Oh thank you @FactChecker ! I see now
 
  • #4
This formula
$$
\begin{pmatrix}a&b\\c&d\end{pmatrix}^{-1}=\begin{pmatrix}d&-b\\-c&a\end{pmatrix} \cdot (ad-bc)^{-1}
$$

is so easy to memorize ...
  1. swap the diagonal entries ##a \leftrightarrow d##
  2. put a minus sign in front of the entries on the side diagonal ##b \rightarrow -b\, , \,c\rightarrow -c##
  3. and finally, divide by the determinant ##ad-bc.##
... that I use it whenever I have to solve a linear equation system in ##2## variables.
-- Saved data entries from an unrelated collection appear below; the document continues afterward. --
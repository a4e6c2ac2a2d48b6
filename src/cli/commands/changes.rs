//! Working-tree commands: stage, unstage, commit.

use std::io::Write;

use anyhow::Result;
use chrono::Utc;

use crate::engine::workflow;
use crate::engine::{Context, StepLog};

/// Stage `globs`, or everything.
pub fn stage<W: Write>(ctx: &Context, log: &mut StepLog<W>, globs: &[String]) -> Result<u8> {
    log.capture(|log| {
        let git = ctx.git()?;
        workflow::stage(&git, log, globs)?;
        Ok(())
    })
}

/// Unstage `globs`, or everything.
pub fn unstage<W: Write>(ctx: &Context, log: &mut StepLog<W>, globs: &[String]) -> Result<u8> {
    log.capture(|log| {
        let git = ctx.git()?;
        workflow::unstage(&git, log, globs)?;
        Ok(())
    })
}

/// Commit staged changes with a `::` separated list of points.
pub fn commit<W: Write>(ctx: &Context, log: &mut StepLog<W>, message: &str) -> Result<u8> {
    log.capture(|log| {
        let git = ctx.git()?;
        workflow::commit(&git, log, message, Utc::now())?;
        Ok(())
    })
}
//! config command - Create or update the configuration file
//!
//! # Modes
//!
//! - No flags: ask for every value. Existing valid values are shown and a
//!   blank answer keeps them; missing values are required.
//! - Any flag: update only what was given. `--password` asks for the
//!   password (masked).
//!
//! Answers are collected and validated before anything is written.

use std::io::Write;

use anyhow::Result;
use tracing::warn;

use crate::core::config::schema::is_valid_base_url;
use crate::core::config::{Config, ConfigError, FileConfig, JiraConfig, JIRA_PASSWORD_KEY};
use crate::core::naming::is_valid_prefix;
use crate::engine::{Context, StepLog, WorkflowError};
use crate::secrets::{self, SecretStore};
use crate::ui::prompts::{self, PromptError};

/// Values given on the command line.
#[derive(Debug, Clone, Default, PartialEq, Eq)]
pub struct ConfigUpdate {
    pub base_url: Option<String>,
    pub prefix: Option<String>,
    pub username: Option<String>,
    /// Ask for the password.
    pub password: bool,
}

impl ConfigUpdate {
    /// Whether no flag was given.
    pub fn is_empty(&self) -> bool {
        self.base_url.is_none() && self.prefix.is_none() && self.username.is_none() && !self.password
    }

    /// Copy the given values into `file`.
    fn apply_to(&self, file: &mut FileConfig) {
        let jira = file.jira.get_or_insert_with(JiraConfig::default);
        if let Some(url) = &self.base_url {
            jira.base_url = Some(url.trim().to_string());
        }
        if let Some(prefix) = &self.prefix {
            jira.default_issue_prefix = Some(prefix.trim().to_string());
        }
        if let Some(username) = &self.username {
            jira.username = Some(username.trim().to_string());
        }
    }
}

/// Create or update the configuration file.
pub fn config<W: Write>(ctx: &Context, log: &mut StepLog<W>, update: ConfigUpdate) -> Result<u8> {
    log.capture(|log| {
        let existing = match Config::load_for_edit() {
            Ok(config) => config,
            Err(e) => {
                warn!(error = %e, "ignoring unreadable config file");
                Config::default()
            }
        };
        let store = secrets::create_store(existing.secrets_provider())
            .map_err(|e| WorkflowError::from(ConfigError::from(e)))?;

        let mut file = existing.file.clone();
        let password = if update.is_empty() {
            ask_all(&existing, store.as_ref(), &mut file, ctx.interactive)?
        } else {
            update.apply_to(&mut file);
            if update.password {
                Some(ask_password(&existing, true, ctx.interactive)?)
            } else {
                None
            }
        };
        file.validate().map_err(WorkflowError::from)?;

        log.step("Write config file");
        Config::write(&file).map_err(WorkflowError::from)?;

        if let Some(password) = password {
            log.step("Store JIRA password");
            store
                .set(JIRA_PASSWORD_KEY, &password)
                .map_err(|e| WorkflowError::from(ConfigError::from(e)))?;
        }
        Ok(())
    })
}

/// Interactive mode. Returns the new password, if one was entered.
fn ask_all(
    existing: &Config,
    store: &dyn SecretStore,
    file: &mut FileConfig,
    interactive: bool,
) -> Result<Option<String>> {
    let current = existing.jira();
    let jira = file.jira.get_or_insert_with(JiraConfig::default);

    jira.base_url = Some(ask_value(
        "JIRA base URL",
        current.base_url.filter(|u| is_valid_base_url(u)),
        is_valid_base_url,
        "Invalid URL provided",
        interactive,
    )?);

    let has_password = store
        .get(JIRA_PASSWORD_KEY)
        .map_err(|e| WorkflowError::from(ConfigError::from(e)))?
        .is_some_and(|p| !p.is_empty());
    let password = ask_password(existing, !has_password, interactive)?;

    jira.default_issue_prefix = Some(ask_value(
        "default JIRA issue ID prefix",
        current.default_issue_prefix.filter(|p| is_valid_prefix(p)),
        is_valid_prefix,
        "Invalid prefix provided",
        interactive,
    )?);

    Ok((!password.is_empty()).then_some(password))
}

/// Ask for one value. A blank answer keeps `existing`; without one the
/// value is required.
fn ask_value(
    label: &str,
    existing: Option<String>,
    valid: fn(&str) -> bool,
    invalid_message: &str,
    interactive: bool,
) -> Result<String> {
    let answer = match &existing {
        Some(value) => {
            eprintln!("Existing {}: {}", label, value);
            prompt(prompts::input("New (optional)", interactive))?
        }
        None => prompt(prompts::input(&format!("{} (required)", label), interactive))?,
    };

    resolve_answer(answer, existing, valid).ok_or_else(|| rejected(invalid_message))
}

fn resolve_answer(
    answer: String,
    existing: Option<String>,
    valid: fn(&str) -> bool,
) -> Option<String> {
    match (answer.is_empty(), existing) {
        (true, Some(value)) => Some(value),
        _ if valid(&answer) => Some(answer),
        _ => None,
    }
}

/// Ask for the password. When not `required`, blank means "keep".
fn ask_password(existing: &Config, required: bool, interactive: bool) -> Result<String> {
    let label = format!(
        "JIRA password for {} ({})",
        existing.jira_username(),
        if required { "required" } else { "optional" }
    );
    let password = prompt(prompts::password(&label, interactive))?;
    if required && password.is_empty() {
        return Err(rejected("Password is required"));
    }
    Ok(password)
}

/// Turn a non-interactive session into a descriptive failure.
fn prompt<T>(result: Result<T, PromptError>) -> Result<T> {
    match result {
        Ok(value) => Ok(value),
        Err(PromptError::NotInteractive) => Err(rejected(
            "Cannot prompt for configuration in a non-interactive session. \
             Pass --base-url, --prefix, or --username instead.",
        )),
        Err(e) => Err(e.into()),
    }
}

fn rejected(message: &str) -> anyhow::Error {
    WorkflowError::from(ConfigError::InvalidInput(message.to_string())).into()
}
E.g. I wanted to write ##16 \cdot 24 ## and ##8\cdot 48## as ##(n-m)\cdot (n+m)## today. That goes:
\begin{align*}
\begin{pmatrix}1&-1\\1&1 \end{pmatrix}\cdot \begin{pmatrix}n\\m\end{pmatrix}=\begin{pmatrix}16\\24 \end{pmatrix}
\end{align*}
Then by doing the procedure as described I get
\begin{align*}
\begin{pmatrix}n\\m \end{pmatrix}=\begin{pmatrix}1&1\\-1&1 \end{pmatrix}\cdot \begin{pmatrix}16\\24 \end{pmatrix}\cdot \underbrace{(1\cdot 1- (-1\cdot 1))^{-1}}_{=1/2}=\begin{pmatrix}1&1\\-1&1 \end{pmatrix}\cdot \begin{pmatrix}8\\12 \end{pmatrix}=\begin{pmatrix}8+12\\ -8+12\end{pmatrix}=\begin{pmatrix}20\\4 \end{pmatrix}
\end{align*}
Same with the other product ##8\cdot 48.##

I know this was an easy example and could probably just "be seen". But I'm better with algorithms than "seeing" things. Once you get used to that procedure it is really easy to follow. Especially if the examples are a bit more complicated.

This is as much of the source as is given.